El diputado palmero reclama al Gobierno medidas urgentes de protección, como aplicar el AIEM de forma flexible y priorizar el producto local en los supermercados durante la cosecha para evitar el hundimiento de los precios.
REDACCIÓN. EL FARO DE LA PALMA, 27 de noviembre de 2025.
SANTA CRUZ DE TENERIFE / LA PALMA. La papa canaria, símbolo de la gastronomía y la identidad isleña, está en peligro. El diputado socialista por La Palma, Manuel Abrante, ha lanzado una voz de alarma en el Parlamento de Canarias, exigiendo al consejero de Agricultura que pase de las palabras a los hechos para detener la sangría del sector. Abrante ha puesto sobre la mesa datos preocupantes: en la última década, la superficie cultivada ha caído un 40% y la producción un 25%, mientras la demanda de alimentos sigue creciendo por el turismo.
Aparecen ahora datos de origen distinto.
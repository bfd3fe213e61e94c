//! Response shapes shared by Radarr and Sonarr (`/api/v3`).

use serde::Deserialize;

use crate::types::{QueueItem, ServiceName};

/// Queue page size requested from Radarr/Sonarr.
pub(crate) const QUEUE_PAGE_SIZE: u32 = 50;

#[derive(Debug, Deserialize)]
pub(crate) struct SystemStatus {
    pub version: Option<String>,
}

#[derive(Debug, Clone, Deserialize)]
#[serde(rename_all = "camelCase")]
pub(crate) struct ArrImage {
    pub cover_type: String,
    pub remote_url: Option<String>,
    pub url: Option<String>,
}

/// Remote poster URL, falling back to the service-local path.
pub(crate) fn poster_url(images: &[ArrImage]) -> Option<String> {
    images
        .iter()
        .find(|i| i.cover_type == "poster")
        .and_then(|i| i.remote_url.clone().or_else(|| i.url.clone()))
}

#[derive(Debug, Default, Deserialize)]
pub(crate) struct QueuePage {
    #[serde(default)]
    pub records: Vec<QueueRecord>,
}

#[derive(Debug, Deserialize)]
#[serde(rename_all = "camelCase")]
pub(crate) struct QueueRecord {
    pub id: i64,
    #[serde(default)]
    pub title: String,
    #[serde(default)]
    pub status: String,
    #[serde(default)]
    pub size: f64,
    #[serde(default, rename = "sizeleft")]
    pub size_left: f64,
    #[serde(rename = "timeleft")]
    pub time_left: Option<String>,
    pub error_message: Option<String>,
    pub tracked_download_status: Option<String>,
}

impl QueueRecord {
    pub fn into_item(self, service: ServiceName) -> QueueItem {
        let progress = if self.size > 0.0 {
            ((self.size - self.size_left) / self.size * 100.0).clamp(0.0, 100.0)
        } else {
            0.0
        };
        let error = self.error_message.filter(|m| !m.is_empty()).or_else(|| {
            self.tracked_download_status
                .filter(|s| s == "warning" || s == "error")
                .map(|s| format!("tracked download status: {s}"))
        });
        QueueItem {
            service,
            id: self.id,
            title: self.title,
            status: self.status,
            progress,
            size: self.size.max(0.0) as u64,
            size_left: self.size_left.max(0.0) as u64,
            time_left: self.time_left,
            error,
        }
    }
}

#[cfg(test)]
mod tests {
    use super::*;

    #[test]
    fn queue_record_progress_and_error() {
        let record: QueueRecord = serde_json::from_str(
            r#"{"id": 9, "title": "Heat.1995", "status": "downloading",
                "size": 1000, "sizeleft": 250, "timeleft": "00:10:00",
                "trackedDownloadStatus": "warning", "extra": true}"#,
        )
        .unwrap();
        let item = record.into_item(ServiceName::Radarr);
        assert_eq!(item.progress, 75.0);
        assert_eq!(item.size_left, 250);
        assert_eq!(item.error.as_deref(), Some("tracked download status: warning"));
    }

    #[test]
    fn zero_size_has_zero_progress() {
        let record: QueueRecord = serde_json::from_str(r#"{"id": 1}"#).unwrap();
        assert_eq!(record.into_item(ServiceName::Sonarr).progress, 0.0);
    }

    #[test]
    fn poster_prefers_remote_url() {
        let images: Vec<ArrImage> = serde_json::from_str(
            r#"[{"coverType": "fanart", "remoteUrl": "f"},
                {"coverType": "poster", "url": "/local.jpg", "remoteUrl": "https://img/p.jpg"}]"#,
        )
        .unwrap();
        assert_eq!(poster_url(&images).as_deref(), Some("https://img/p.jpg"));
    }
}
«Este desequilibrio es alarmante», advirtió el parlamentario. A pesar de que la papa local puede cubrir el 60% del consumo en ciertos momentos, la realidad anual es que más de la mitad de las papas que se comen en las Islas son importadas. Actualmente, apenas quedan 3.500 hectáreas cultivadas en todo el Archipiélago.
El problema: Importaciones en plena cosecha Abrante señaló el principal enemigo de la rentabilidad del agricultor: la entrada masiva de papa foránea justo cuando sale la papa canaria. Esta coincidencia en los puntos de venta provoca un hundimiento de los precios que hace inviable la actividad. «Los agricultores tienen dificultades para vender a un precio justo porque los supermercados apuestan por lo importado, más barato, aunque a veces sin las mismas garantías fitosanitarias», denunció.
La receta del PSOE: AIEM y control sanitario Para revertir esta situación y garantizar la soberanía alimentaria, el diputado palmero planteó una batería de medidas concretas:
- Prioridad en el lineal: Retrasar la entrada de importaciones hasta que la papa local tenga salida en temporada de cosecha.
- Uso del AIEM: Aplicar el Arbitrio sobre Importaciones y Entregas de Mercancías de forma «protectora y flexible» para frenar la entrada de producto externo desleal.
- Transparencia sanitaria: Impedir la entrada de papas tratadas con fitosanitarios prohibidos en Europa, protegiendo la salud del consumidor.
- Precio justo: Asegurar que el agricultor cubra costes.
«Defender la papa canaria es defender la soberanía alimentaria, la dignidad campesina y la identidad de Canarias», sentenció Abrante, advirtiendo que cada hectárea abandonada es una pérdida irreversible de paisaje y biodiversidad.